Copy exactly, please, the line that has "let block = Block::default()" in it along with every line after it to the end of the listing.
*** Information Section Begins ***
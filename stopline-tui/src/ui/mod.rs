//! Top-level UI layout — active panel plus a one-line status bar.

pub mod account_panel;
pub mod chart_panel;
pub mod help_panel;
pub mod status_bar;

use ratatui::layout::{Constraint, Direction, Layout, Rect};
use ratatui::widgets::{Block, Borders};
use ratatui::Frame;

use crate::app::{AppState, Panel};
use crate::theme;

/// Draw the entire UI.
pub fn draw(f: &mut Frame, app: &AppState) {
    let chunks = Layout::default()
        .direction(Direction::Vertical)
        .constraints([Constraint::Min(3), Constraint::Length(1)])
        .split(f.area());

    draw_panel(f, chunks[0], app);
    status_bar::render(f, chunks[1], app);
}

fn draw_panel(f: &mut Frame, area: Rect, app: &AppState) {
    let panel = app.active_panel;

    let block = Block::default()
        .borders(Borders::ALL)
        .border_style(theme::panel_border(true))
        .title(format!(" {} [{}] ", panel.label(), panel.index() + 1))
        .title_style(theme::panel_title(true));

    let inner = block.inner(area);
    f.render_widget(block, area);

    match panel {
        Panel::Chart => f.render_widget(chart_panel::ChartPanel::new(app), inner),
        Panel::Account => account_panel::render(f, inner, app),
        Panel::Help => help_panel::render(f, inner, app),
    }
}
*** Information Section Ends ***
Written response ▸
    let block = Block::default()
        .borders(Borders::ALL)
        .border_style(theme::panel_border(true))
        .title(format!(" {} [{}] ", panel.label(), panel.index() + 1))
        .title_style(theme::panel_title(true));

    let inner = block.inner(area);
    f.render_widget(block, area);

    match panel {
        Panel::Chart => f.render_widget(chart_panel::ChartPanel::new(app), inner),
        Panel::Account => account_panel::render(f, inner, app),
        Panel::Help => help_panel::render(f, inner, app),
    }
}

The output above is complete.